The Court of Appeal has rejected the city's Petition for a Rehearing on the Bicycle Plan case. The city must now decide whether it wants to appeal the decision to the state Supreme Court. 
 
Below are some excerpts from the the court's decision against the city in Anderson v. City and County of San Francisco, following up on this post:

The City tells us that “No mitigation measures identified in the EIR were found infeasible, and thus findings of infeasibility were not required.” The City also believes that “Anderson appears confused by this issue.” But any confusion seems to be in the City’s position.

The City appears to agree with the trial court, maintaining that specific findings of infeasibility were not necessary because the alternatives were rejected with a statement of overriding considerations. Yet such an approach cannot be reconciled with the plain language of section 21081...
         
This statutory language is predicated on the existence of significant effects on the environment—not the rejection of alternatives. The express language requires “one or more...findings with respect to each significant effect.” (Italics added.) Every such finding for each significant impact is a so-called infeasibility finding. (See County of San Diego v. Grossmont-Cuyamaca Community College Dist. (2006) 141 Cal.App.4th 86, 100.)The leading treatise states plainly: “One or more of these findings must be made for each significant environmental impact identified in the EIR.” (2 Practice Under the California Environmental Quality Act, supra, § 17.16, p. 813, italics added.) If any doubt lingers, it is dispelled by various Guidelines...

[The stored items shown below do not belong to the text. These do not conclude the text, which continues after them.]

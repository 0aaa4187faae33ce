//! Monitor configuration: defaults, an optional `ron` file, then CLI overrides.

use std::fs;
use std::io;
use std::path::{Path, PathBuf};
use std::time::Duration;

use monitor_client::ClientSettings;
use monitor_core::{Backoff, FormDefaults, PollPolicy};
use monitor_logging::monitor_info;
use serde::{Deserialize, Serialize};

use crate::cli::GlobalArgs;

pub const DEFAULT_CONFIG_FILE: &str = "translate-monitor.ron";

#[derive(Debug, thiserror::Error)]
pub enum ConfigError {
    #[error("failed to read config {path:?}: {source}")]
    Read { path: PathBuf, source: io::Error },
    #[error("failed to parse config {path:?}: {message}")]
    Parse { path: PathBuf, message: String },
    #[error("invalid config: {0}")]
    Invalid(String),
}

#[derive(Debug, Clone, Copy, PartialEq, Serialize, Deserialize)]
pub enum BackoffConfig {
    Fixed,
    Exponential { factor: f64, max_interval_ms: u64 },
}

#[derive(Debug, Clone, PartialEq, Serialize, Deserialize)]
#[serde(default)]
pub struct MonitorConfig {
    pub server_url: String,
    pub poll_interval_ms: u64,
    pub max_attempts: Option<u32>,
    pub backoff: BackoffConfig,
    pub request_timeout_ms: Option<u64>,
    pub connect_timeout_ms: u64,
    pub default_source_language: String,
    pub default_target_language: String,
    pub download_dir: PathBuf,
    pub log_file: PathBuf,
}

impl Default for MonitorConfig {
    fn default() -> Self {
        let client = ClientSettings::default();
        let form = FormDefaults::default();
        Self {
            server_url: client.base_url,
            poll_interval_ms: PollPolicy::default().interval.as_millis() as u64,
            max_attempts: None,
            backoff: BackoffConfig::Fixed,
            request_timeout_ms: None,
            connect_timeout_ms: client.connect_timeout.as_millis() as u64,
            default_source_language: form.source_language,
            default_target_language: form.target_language,
            download_dir: PathBuf::from("downloads"),
            log_file: PathBuf::from("translate-monitor.log"),
        }
    }
}

impl MonitorConfig {
    /// Loads `explicit`, or `./translate-monitor.ron` if it exists.
    pub fn load(explicit: Option<&Path>) -> Result<Self, ConfigError> {
        Self::load_from(explicit, Path::new(DEFAULT_CONFIG_FILE))
    }

    /// Loads `explicit`, or `default_path` if it exists.
    ///
    /// A missing default file yields the built-in defaults; a missing explicit
    /// file is an error.
    pub fn load_from(explicit: Option<&Path>, default_path: &Path) -> Result<Self, ConfigError> {
        let path = explicit.unwrap_or(default_path).to_path_buf();
        let content = match fs::read_to_string(&path) {
            Ok(text) => text,
            Err(err) if err.kind() == io::ErrorKind::NotFound && explicit.is_none() => {
                return Ok(Self::default());
            }
            Err(source) => return Err(ConfigError::Read { path, source }),
        };
        let config = Self::parse(&content).map_err(|message| ConfigError::Parse {
            path: path.clone(),
            message,
        })?;
        monitor_info!("Loaded config from {:?}", path);
        Ok(config)
    }

    pub fn parse(content: &str) -> Result<Self, String> {
        ron::from_str(content).map_err(|err| err.to_string())
    }

    pub fn apply_overrides(&mut self, args: &GlobalArgs) {
        if let Some(server) = &args.server {
            self.server_url = server.clone();
        }
        if let Some(interval_ms) = args.interval_ms {
            self.poll_interval_ms = interval_ms;
        }
    }

    pub fn validate(&self) -> Result<(), ConfigError> {
        if self.poll_interval_ms == 0 {
            return Err(ConfigError::Invalid(
                "poll_interval_ms must be greater than zero".to_string(),
            ));
        }
        if self.max_attempts == Some(0) {
            return Err(ConfigError::Invalid(
                "max_attempts must be at least 1 when set".to_string(),
            ));
        }
        if let BackoffConfig::Exponential { factor, .. } = self.backoff {
            if !factor.is_finite() || factor < 1.0 {
                return Err(ConfigError::Invalid(format!(
                    "backoff factor must be a finite number >= 1.0, got {factor}"
                )));
            }
        }
        Ok(())
    }

    pub fn poll_policy(&self) -> PollPolicy {
        let backoff = match self.backoff {
            BackoffConfig::Fixed => Backoff::Fixed,
            BackoffConfig::Exponential {
                factor,
                max_interval_ms,
            } => Backoff::Exponential {
                factor,
                max_interval: Duration::from_millis(max_interval_ms),
            },
        };
        PollPolicy {
            interval: Duration::from_millis(self.poll_interval_ms),
            max_attempts: self.max_attempts,
            backoff,
        }
    }

    pub fn client_settings(&self) -> ClientSettings {
        ClientSettings {
            base_url: self.server_url.clone(),
            connect_timeout: Duration::from_millis(self.connect_timeout_ms),
            request_timeout: self.request_timeout_ms.map(Duration::from_millis),
        }
    }

    pub fn form_defaults(&self) -> FormDefaults {
        FormDefaults {
            source_language: self.default_source_language.clone(),
            target_language: self.default_target_language.clone(),
        }
    }
}
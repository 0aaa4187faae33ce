//! Monitor client: HTTP access to the translation service and effect execution.
mod api;
mod engine;
mod persist;
mod types;

pub use api::{ClientSettings, ReqwestApi, TranslationApi};
pub use engine::{ChannelEventSink, ClientCommand, ClientEvent, ClientHandle, EventSink};
pub use persist::{ensure_output_dir, AtomicFileWriter, PartialFile, PersistError};
pub use types::{ApiError, HealthBody, HistoryEntry, JobId, JobStatusBody, UploadAccepted};
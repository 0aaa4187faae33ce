use std::path::PathBuf;
use std::time::Duration;

use crate::JobId;

#[derive(Debug, Clone, PartialEq, Eq)]
pub enum Effect {
    /// Issue exactly one job-creation request.
    SubmitUpload(UploadRequest),
    /// Fetch the status of `job_id` once `delay` has elapsed.
    SchedulePoll { job_id: JobId, delay: Duration },
    /// Fetch the full history snapshot.
    FetchHistory,
    /// Download the translated result of a completed job.
    DownloadResult { job_id: JobId, file_name: String },
    CheckHealth,
}

#[derive(Debug, Clone, PartialEq, Eq)]
pub struct UploadRequest {
    pub file: PathBuf,
    pub source_language: String,
    pub target_language: String,
}
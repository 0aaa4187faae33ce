mod cli;
mod config;
mod platform;

use std::process::ExitCode;

use clap::Parser;

fn main() -> anyhow::Result<ExitCode> {
    let cli = cli::Cli::parse();
    let clean = platform::run_app(cli)?;
    Ok(if clean {
        ExitCode::SUCCESS
    } else {
        ExitCode::FAILURE
    })
}
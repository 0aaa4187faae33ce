use std::path::PathBuf;

use crate::{HistoryRecord, JobId, StatusReport};

#[derive(Debug, Clone, PartialEq)]
pub enum Msg {
    /// Controller started; loads the initial history.
    Started,
    /// User picked the file to translate.
    FileSelected(PathBuf),
    SourceLanguageChanged(String),
    TargetLanguageChanged(String),
    /// User submitted the upload form.
    UploadSubmitted,
    /// Result of the job-creation request.
    UploadFinished(UploadOutcome),
    /// A poll for `job_id` returned a decoded status.
    StatusReceived { job_id: JobId, report: StatusReport },
    /// A poll for `job_id` failed in transport or decoding.
    StatusFailed { job_id: JobId, error: String },
    HistoryLoaded(Vec<HistoryRecord>),
    HistoryFailed(String),
    /// User asked for the translated result of a job.
    DownloadRequested { job_id: JobId },
    DownloadFinished { job_id: JobId, outcome: DownloadOutcome },
    HealthCheckRequested,
    HealthReported(HealthReport),
    /// Render tick to coalesce rendering.
    Tick,
    /// Fallback for placeholder wiring.
    NoOp,
}

#[derive(Debug, Clone, PartialEq, Eq)]
pub enum UploadOutcome {
    Accepted { job_id: JobId },
    /// Server answered with a non-success status and an error message.
    Rejected { message: String },
    /// The request could not be sent, or the response could not be read.
    TransportFailed { detail: String },
}

#[derive(Debug, Clone, PartialEq, Eq)]
pub enum DownloadOutcome {
    Saved { path: PathBuf },
    Rejected { message: String },
    TransportFailed { detail: String },
}

#[derive(Debug, Clone, PartialEq, Eq)]
pub struct HealthReport {
    pub healthy: bool,
    pub detail: String,
}
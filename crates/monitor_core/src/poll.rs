use std::time::Duration;

pub const DEFAULT_POLL_INTERVAL: Duration = Duration::from_millis(2000);

#[derive(Debug, Clone, Copy, PartialEq)]
pub enum Backoff {
    Fixed,
    /// Multiply the interval by `factor` after every response, up to `max_interval`.
    Exponential { factor: f64, max_interval: Duration },
}

/// How often a job is polled and when polling gives up.
#[derive(Debug, Clone, Copy, PartialEq)]
pub struct PollPolicy {
    pub interval: Duration,
    /// `None` polls until the server reports a terminal status.
    pub max_attempts: Option<u32>,
    pub backoff: Backoff,
}

impl Default for PollPolicy {
    fn default() -> Self {
        Self {
            interval: DEFAULT_POLL_INTERVAL,
            max_attempts: None,
            backoff: Backoff::Fixed,
        }
    }
}

impl PollPolicy {
    pub fn fixed(interval: Duration) -> Self {
        Self {
            interval,
            ..Self::default()
        }
    }

    /// Delay before the next request, given how many responses have arrived so far.
    pub fn delay_after(&self, attempts: u32) -> Duration {
        match self.backoff {
            Backoff::Fixed => self.interval,
            Backoff::Exponential {
                factor,
                max_interval,
            } => {
                let factor = if factor.is_finite() { factor.max(1.0) } else { 1.0 };
                let exponent = attempts.min(64) as i32;
                let secs = self.interval.as_secs_f64() * factor.powi(exponent);
                let cap = max_interval.max(self.interval);
                if !secs.is_finite() || secs >= cap.as_secs_f64() {
                    cap
                } else {
                    Duration::from_secs_f64(secs)
                }
            }
        }
    }

    pub fn is_exhausted(&self, attempts: u32) -> bool {
        self.max_attempts.is_some_and(|max| attempts >= max)
    }
}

The revised CEQA findings adopted by the Board of Supervisors (see fn. 15, ante) adequately discuss the perceived failings of the alternatives recommended for rejection. For example, rejection of the No Project alternative was recommended because it would “fail to increase bicycle safety” in conformity with the Bicycle Plan, and “fail to close gaps in the existing bicycle network, which surveys have shown is a major impediment to additional increases in bicycle mode share in San Francisco.” “Project-Level Alternatives A and B” got a thumbs down because they “would not benefit from the...refinements and modifications” made to the Preferred Project and “would not improve bicycle network functioning and safety to a greater extent than would be accomplished by the Preferred Project.”

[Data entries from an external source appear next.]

use std::path::PathBuf;
use std::sync::{mpsc, Arc};
use std::thread;
use std::time::Duration;

use monitor_logging::{monitor_debug, monitor_info};
use tokio_util::sync::CancellationToken;

use crate::api::{ClientSettings, ReqwestApi, TranslationApi};
use crate::{ApiError, HealthBody, HistoryEntry, JobId, JobStatusBody};

#[derive(Debug, Clone, PartialEq, Eq)]
pub enum ClientCommand {
    Upload {
        file: PathBuf,
        source_language: String,
        target_language: String,
    },
    /// Wait `delay`, then fetch the status of `job_id` once.
    PollStatus { job_id: JobId, delay: Duration },
    LoadHistory,
    Download {
        job_id: JobId,
        dest_dir: PathBuf,
        file_name: String,
    },
    CheckHealth,
}

#[derive(Debug, Clone, PartialEq)]
pub enum ClientEvent {
    UploadFinished(Result<JobId, ApiError>),
    StatusFetched {
        job_id: JobId,
        result: Result<JobStatusBody, ApiError>,
    },
    HistoryFetched(Result<Vec<HistoryEntry>, ApiError>),
    DownloadFinished {
        job_id: JobId,
        result: Result<PathBuf, ApiError>,
    },
    HealthChecked(Result<HealthBody, ApiError>),
}

pub trait EventSink: Send + Sync {
    fn emit(&self, event: ClientEvent);
}

pub struct ChannelEventSink {
    tx: mpsc::Sender<ClientEvent>,
}

impl ChannelEventSink {
    pub fn new(tx: mpsc::Sender<ClientEvent>) -> Self {
        Self { tx }
    }
}

impl EventSink for ChannelEventSink {
    fn emit(&self, event: ClientEvent) {
        let _ = self.tx.send(event);
    }
}

/// Runs client commands on a background tokio runtime and reports results to a sink.
///
/// Dropping the handle cancels every scheduled poll and request still outstanding.
pub struct ClientHandle {
    cmd_tx: mpsc::Sender<ClientCommand>,
    shutdown: CancellationToken,
}

impl ClientHandle {
    pub fn new(settings: ClientSettings, sink: Arc<dyn EventSink>) -> Result<Self, ApiError> {
        let api = ReqwestApi::new(&settings)?;
        monitor_info!("Client targeting {}", api.base_url());
        Self::with_api(Arc::new(api), sink)
    }

    pub fn with_api(api: Arc<dyn TranslationApi>, sink: Arc<dyn EventSink>) -> Result<Self, ApiError> {
        let runtime = tokio::runtime::Builder::new_multi_thread()
            .worker_threads(2)
            .enable_all()
            .build()
            .map_err(|err| ApiError::Io(err.to_string()))?;
        let (cmd_tx, cmd_rx) = mpsc::channel::<ClientCommand>();
        let shutdown = CancellationToken::new();
        let token = shutdown.clone();

        thread::spawn(move || {
            while let Ok(command) = cmd_rx.recv() {
                let api = api.clone();
                let sink = sink.clone();
                let token = token.clone();
                runtime.spawn(async move {
                    tokio::select! {
                        _ = token.cancelled() => {}
                        event = handle_command(api.as_ref(), command) => sink.emit(event),
                    }
                });
            }
            monitor_debug!("Client command channel closed");
            token.cancel();
        });

        Ok(Self { cmd_tx, shutdown })
    }

    pub fn send(&self, command: ClientCommand) {
        let _ = self.cmd_tx.send(command);
    }

    pub fn shutdown(&self) {
        self.shutdown.cancel();
    }
}

impl Drop for ClientHandle {
    fn drop(&mut self) {
        self.shutdown.cancel();
    }
}

async fn handle_command(api: &dyn TranslationApi, command: ClientCommand) -> ClientEvent {
    match command {
        ClientCommand::Upload {
            file,
            source_language,
            target_language,
        } => ClientEvent::UploadFinished(
            api.upload(&file, &source_language, &target_language).await,
        ),
        ClientCommand::PollStatus { job_id, delay } => {
            tokio::time::sleep(delay).await;
            ClientEvent::StatusFetched {
                job_id,
                result: api.job_status(job_id).await,
            }
        }
        ClientCommand::LoadHistory => ClientEvent::HistoryFetched(api.history().await),
        ClientCommand::Download {
            job_id,
            dest_dir,
            file_name,
        } => ClientEvent::DownloadFinished {
            job_id,
            result: api.download(job_id, &dest_dir, &file_name).await,
        },
        ClientCommand::CheckHealth => ClientEvent::HealthChecked(api.health().await),
    }
}
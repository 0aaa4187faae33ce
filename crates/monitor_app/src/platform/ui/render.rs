use chrono::{DateTime, Local, NaiveDateTime, TimeZone, Utc};
use monitor_core::{AppViewModel, HistoryRowView, JobStatusView, Notification, Severity};

const BAR_WIDTH: usize = 20;

/// Lines for the in-flight panel, one per rendered job.
pub fn render_jobs(view: &AppViewModel) -> Vec<String> {
    if view.jobs.is_empty() {
        return Vec::new();
    }
    let mut lines = vec![format!(
        "Active translations ({} polling)",
        view.in_flight_count
    )];
    lines.extend(view.jobs.iter().map(format_job_row));
    lines
}

/// Lines for the history table, replaced wholesale on every refresh.
pub fn render_history<Tz: TimeZone>(view: &AppViewModel, tz: &Tz) -> Vec<String>
where
    Tz::Offset: std::fmt::Display,
{
    let mut lines = vec![format!("History ({} jobs)", view.history.len())];
    if view.history.is_empty() {
        lines.push("  (no translations yet)".to_string());
        return lines;
    }
    let name_width = view
        .history
        .iter()
        .map(|row| row.filename.chars().count())
        .max()
        .unwrap_or(0);
    lines.extend(
        view.history
            .iter()
            .map(|row| format_history_row(row, name_width, tz)),
    );
    lines
}

pub fn render_local_history(view: &AppViewModel) -> Vec<String> {
    render_history(view, &Local)
}

pub fn format_notification(notification: &Notification) -> String {
    let tag = match notification.severity {
        Severity::Success => "ok",
        Severity::Warning => "warn",
        Severity::Error => "error",
    };
    format!("[{tag}] {}", notification.message)
}

fn format_job_row(job: &JobStatusView) -> String {
    let filled = usize::from(job.progress_percent) * BAR_WIDTH / 100;
    let bar = format!("{}{}", "#".repeat(filled), "-".repeat(BAR_WIDTH - filled));
    let mut row = format!(
        "  {:<10} [{:<9}] [{bar}] {:>4}",
        job.title, job.badge_label, job.progress_label
    );
    if let Some(message) = &job.message {
        row.push_str("  ");
        row.push_str(message);
    }
    row
}

fn format_history_row<Tz: TimeZone>(row: &HistoryRowView, name_width: usize, tz: &Tz) -> String
where
    Tz::Offset: std::fmt::Display,
{
    let mut line = format!(
        "  #{:<5} {:<name_width$}  {:<9}  {:<10}  {}",
        row.job_id,
        row.filename,
        row.language_pair,
        row.status_label,
        localize_timestamp(&row.created_at, tz),
    );
    if let Some(href) = &row.download_href {
        line.push_str("  download: ");
        line.push_str(href);
    }
    line
}

/// Formats a server timestamp in `tz`.
///
/// Timestamps without an offset are taken as UTC. Unparseable input is shown verbatim.
pub fn localize_timestamp<Tz: TimeZone>(raw: &str, tz: &Tz) -> String
where
    Tz::Offset: std::fmt::Display,
{
    const FORMAT: &str = "%Y-%m-%d %H:%M:%S";
    let raw = raw.trim();
    if let Ok(parsed) = DateTime::parse_from_rfc3339(raw) {
        return parsed.with_timezone(tz).format(FORMAT).to_string();
    }
    match NaiveDateTime::parse_from_str(raw, "%Y-%m-%dT%H:%M:%S%.f") {
        Ok(naive) => Utc
            .from_utc_datetime(&naive)
            .with_timezone(tz)
            .format(FORMAT)
            .to_string(),
        Err(_) => raw.to_string(),
    }
}
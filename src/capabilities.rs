//! Device capability profiles
//!
//! Resolves what an attached device can do from its product id, using a
//! line-oriented table file when one is present and a handful of per-family
//! name heuristics otherwise.
//!
//! ## Table format
//! One device per line, nine comma-separated fields:
//!
//! ```text
//! productId,name,hasProximity,hasMobCallerId,hasMobCallState,hasDocking,hasWearingSensor,hasMultiline,isWireless
//! ```
//!
//! `YES` (any case) is true, anything else is false. Lines starting with `#`
//! or `,` are ignored, as are rows that are too short or whose id is not hex.

use serde::{Deserialize, Serialize};
use std::collections::HashMap;
use std::fmt;
use std::fs;
use std::path::Path;

/// Default capability table file name
pub const CAPABILITIES_FILE: &str = "DeviceCapabilities.csv";

/// Number of fields in a table row
const ROW_FIELDS: usize = 9;

/// One capability flag
#[derive(Debug, Clone, Copy, PartialEq, Eq, Hash, Serialize, Deserialize)]
#[serde(rename_all = "snake_case")]
pub enum Capability {
    Proximity,
    MobileCallerId,
    MobileCallState,
    Docking,
    WearingSensor,
    Multiline,
    Wireless,
}

impl fmt::Display for Capability {
    fn fmt(&self, f: &mut fmt::Formatter<'_>) -> fmt::Result {
        let name = match self {
            Capability::Proximity => "proximity",
            Capability::MobileCallerId => "mobile caller id",
            Capability::MobileCallState => "mobile call state",
            Capability::Docking => "docking",
            Capability::WearingSensor => "wearing sensor",
            Capability::Multiline => "multiline",
            Capability::Wireless => "wireless",
        };
        f.write_str(name)
    }
}

/// Capability profile of one device
///
/// The default value (all flags false, no product id) is what an absent or
/// unknown device has.
#[derive(Debug, Clone, PartialEq, Eq, Default, Serialize, Deserialize)]
pub struct DeviceCapabilities {
    pub has_proximity: bool,
    pub has_mobile_caller_id: bool,
    pub has_mobile_call_state: bool,
    pub has_docking: bool,
    pub has_wearing_sensor: bool,
    pub has_multiline: bool,
    pub is_wireless: bool,
    /// Product id this profile was resolved for
    #[serde(default)]
    pub product_id: Option<u16>,
}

But the boilerplate conclusion just quoted is inadequate to establish a valid finding of infeasibility. It does not mention, or incorporate by reference, the statement of overriding considerations. And the formulation “economic, legal, social, technological, and other considerations set forth herein and elsewhere in the record” (italics added) could hardly be more inclusive—or less precise. As findings on the alternatives, each is “conclusionary and too general.” (Village Laguna of Laguna Beach, Inc. v. Board of Supervisors (1982) 134 Cal.App.3d 1022, 1034.) “[M]erely rejecting the project alternative was insufficient.” (Resource Defense Fund v. Local Agency Formation Com. (1987) 191 Cal.App.3d 886, 897.) The Board of Supervisors did not identify which of these “considerations” was found applicable and why it is accepted as persuasive. (See Guidelines, § 15093(b) [“the agency shall state in writing the specific reasons to support its action”].) In short, “the board...did not explain why it found the alternative[s]...infeasible.” (Village Laguna of Laguna Beach, Inc. v. Board of Supervisors, supra, at p. 1034.) 

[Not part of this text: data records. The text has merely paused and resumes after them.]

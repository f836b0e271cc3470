//! Normalized application events
//!
//! Everything the engine tells the consumer is a [`NormalizedEvent`], handed
//! to an [`EventSink`] in the order it was produced.

use serde::{Deserialize, Serialize};
use tokio::sync::mpsc;

use crate::device::DeviceInfo;
use crate::raw::{AudioType, BaseButton, HeadsetButton};

/// Call progress reported with OnCall / OnMobileCall
#[derive(Debug, Clone, Copy, PartialEq, Eq, Serialize, Deserialize)]
#[serde(rename_all = "snake_case")]
pub enum CallState {
    Ringing,
    OnCall,
    Idle,
}

/// Which part of the device a serial number belongs to
#[derive(Debug, Clone, Copy, PartialEq, Eq, Hash, Serialize, Deserialize)]
#[serde(rename_all = "snake_case")]
pub enum SerialKind {
    Headset,
    Base,
}

/// Contact attached to a call request
#[derive(Debug, Clone, PartialEq, Eq, Default, Serialize, Deserialize)]
pub struct Contact {
    #[serde(default)]
    pub name: String,
    #[serde(default)]
    pub phone: String,
    #[serde(default)]
    pub email: String,
}

/// Active/held snapshot of the three multiline paths
#[derive(Debug, Clone, Copy, PartialEq, Eq, Default, Serialize, Deserialize)]
pub struct MultiLineState {
    pub pc_active: bool,
    pub mobile_active: bool,
    pub deskphone_active: bool,
    pub pc_held: bool,
    pub mobile_held: bool,
    pub deskphone_held: bool,
}

/// Outward notification
#[derive(Debug, Clone, PartialEq, Serialize)]
#[serde(tag = "event", rename_all = "snake_case")]
pub enum NormalizedEvent {
    Docked { initial: bool },
    Undocked { initial: bool },
    TakenOff { initial: bool },
    PutOn { initial: bool },
    Near,
    Far,
    ProximityEnabled,
    ProximityDisabled,
    ProximityUnknown,
    InRange,
    OutOfRange,
    OnCall {
        call_id: i32,
        source: String,
        incoming: bool,
        state: CallState,
    },
    NotOnCall { call_id: i32, source: String },
    CallAnswered { call_id: i32, source: String },
    CallEnded { call_id: i32, source: String },
    CallSwitched,
    OnMobileCall { incoming: bool, state: CallState },
    NotOnMobileCall,
    MobileCallerId { caller_id: String },
    MuteChanged { muted: bool },
    LineActiveChanged { active: bool },
    SerialNumber { value: String, kind: SerialKind },
    CapabilitiesChanged,
    MultiLineStateChanged(MultiLineState),
    ButtonPress {
        button: HeadsetButton,
        audio: AudioType,
        mute: bool,
    },
    BaseButtonPress { button: BaseButton },
    CallRequested { contact: Contact },
    Attached { device: DeviceInfo },
    Detached,
    BatteryLevelChanged,
}

impl NormalizedEvent {
    /// Empty serial number, used to clear a stale display
    pub fn cleared_serial(kind: SerialKind) -> Self {
        NormalizedEvent::SerialNumber {
            value: String::new(),
            kind,
        }
    }

    /// True for events produced by a startup poll rather than a live transition
    pub fn is_initial_state(&self) -> bool {
        match self {
            NormalizedEvent::Docked { initial }
            | NormalizedEvent::Undocked { initial }
            | NormalizedEvent::TakenOff { initial }
            | NormalizedEvent::PutOn { initial } => *initial,
            _ => false,
        }
    }

    /// Short name for log lines
    pub fn name(&self) -> &'static str {
        match self {
            NormalizedEvent::Docked { .. } => "Docked",
            NormalizedEvent::Undocked { .. } => "Undocked",
            NormalizedEvent::TakenOff { .. } => "TakenOff",
            NormalizedEvent::PutOn { .. } => "PutOn",
            NormalizedEvent::Near => "Near",
            NormalizedEvent::Far => "Far",
            NormalizedEvent::ProximityEnabled => "ProximityEnabled",
            NormalizedEvent::ProximityDisabled => "ProximityDisabled",
            NormalizedEvent::ProximityUnknown => "ProximityUnknown",
            NormalizedEvent::InRange => "InRange",
            NormalizedEvent::OutOfRange => "OutOfRange",
            NormalizedEvent::OnCall { .. } => "OnCall",
            NormalizedEvent::NotOnCall { .. } => "NotOnCall",
            NormalizedEvent::CallAnswered { .. } => "CallAnswered",
            NormalizedEvent::CallEnded { .. } => "CallEnded",
            NormalizedEvent::CallSwitched => "CallSwitched",
            NormalizedEvent::OnMobileCall { .. } => "OnMobileCall",
            NormalizedEvent::NotOnMobileCall => "NotOnMobileCall",
            NormalizedEvent::MobileCallerId { .. } => "MobileCallerId",
            NormalizedEvent::MuteChanged { .. } => "MuteChanged",
            NormalizedEvent::LineActiveChanged { .. } => "LineActiveChanged",
            NormalizedEvent::SerialNumber { .. } => "SerialNumber",
            NormalizedEvent::CapabilitiesChanged => "CapabilitiesChanged",
            NormalizedEvent::MultiLineStateChanged(_) => "MultiLineStateChanged",
            NormalizedEvent::ButtonPress { .. } => "ButtonPress",
            NormalizedEvent::BaseButtonPress { .. } => "BaseButtonPress",
            NormalizedEvent::CallRequested { .. } => "CallRequested",
            NormalizedEvent::Attached { .. } => "Attached",
            NormalizedEvent::Detached => "Detached",
            NormalizedEvent::BatteryLevelChanged => "BatteryLevelChanged",
        }
    }
}

/// Consumer of normalized events
///
/// Events are delivered one at a time, in order, from the single context that
/// processes raw notifications.
pub trait EventSink {
    fn emit(&mut self, event: NormalizedEvent);
}

impl EventSink for Vec<NormalizedEvent> {
    fn emit(&mut self, event: NormalizedEvent) {
        self.push(event);
    }
}

/// Forwards into a channel; a closed receiver just drops the event
impl EventSink for mpsc::UnboundedSender<NormalizedEvent> {
    fn emit(&mut self, event: NormalizedEvent) {
        if self.send(event).is_err() {
            tracing::trace!("Event receiver closed, dropping normalized event");
        }
    }
}

/// Uppercase two-digit hex of every byte
pub fn format_serial(bytes: &[u8]) -> String {
    bytes.iter().map(|b| format!("{:02X}", b)).collect()
}

#[cfg(test)]
mod tests {
    use super::*;

    #[test]
    fn test_initial_state_flag() {
        assert!(NormalizedEvent::Docked { initial: true }.is_initial_state());
        assert!(NormalizedEvent::TakenOff { initial: true }.is_initial_state());
        assert!(!NormalizedEvent::Undocked { initial: false }.is_initial_state());
        assert!(!NormalizedEvent::InRange.is_initial_state());
    }

    #[test]
    fn test_event_json_shape() {
        let json = serde_json::to_string(&NormalizedEvent::SerialNumber {
            value: "AB01".into(),
            kind: SerialKind::Base,
        })
        .unwrap();
        assert_eq!(json, r#"{"event":"serial_number","value":"AB01","kind":"base"}"#);

        let json = serde_json::to_string(&NormalizedEvent::Detached).unwrap();
        assert_eq!(json, r#"{"event":"detached"}"#);
    }

    #[test]
    fn test_multiline_event_flattens_snapshot() {
        let state = MultiLineState { pc_active: true, ..Default::default() };
        let json = serde_json::to_string(&NormalizedEvent::MultiLineStateChanged(state)).unwrap();
        assert!(json.contains(r#""event":"multi_line_state_changed""#));
        assert!(json.contains(r#""pc_active":true"#));
    }

    #[test]
    fn test_format_serial() {
        assert_eq!(format_serial(&[0x0A, 0xFF, 0x00]), "0AFF00");
        assert_eq!(format_serial(&[]), "");
    }

    #[test]
    fn test_channel_sink_survives_closed_receiver() {
        let (mut tx, rx) = mpsc::unbounded_channel();
        drop(rx);
        tx.emit(NormalizedEvent::Detached);
    }

    #[test]
    fn test_vec_sink_preserves_order() {
        let mut sink: Vec<NormalizedEvent> = Vec::new();
        sink.emit(NormalizedEvent::InRange);
        sink.emit(NormalizedEvent::BatteryLevelChanged);
        assert_eq!(sink, vec![NormalizedEvent::InRange, NormalizedEvent::BatteryLevelChanged]);
    }
}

While the decision maker’s explanation or rationale for its decision can be “brief” (Guidelines, § 15091(a)), “mere conclusory findings...are inadequate.” (Environmental Protection & Information Center v. California Dept. of Forestry & Fish Protection (2008) 44 Cal.4th 459, 516-517; see 25A Miller & Starr California Real Estate (3d ed. 2007) § 25A:17, p. 25A-96 [“When there are adverse environmental effects, a mere statement that alternatives are ‘...infeasible’ is not sufficient”].) 

The Board of Supervisors’ findings rejecting the alternatives set out in the EIR do not measure up.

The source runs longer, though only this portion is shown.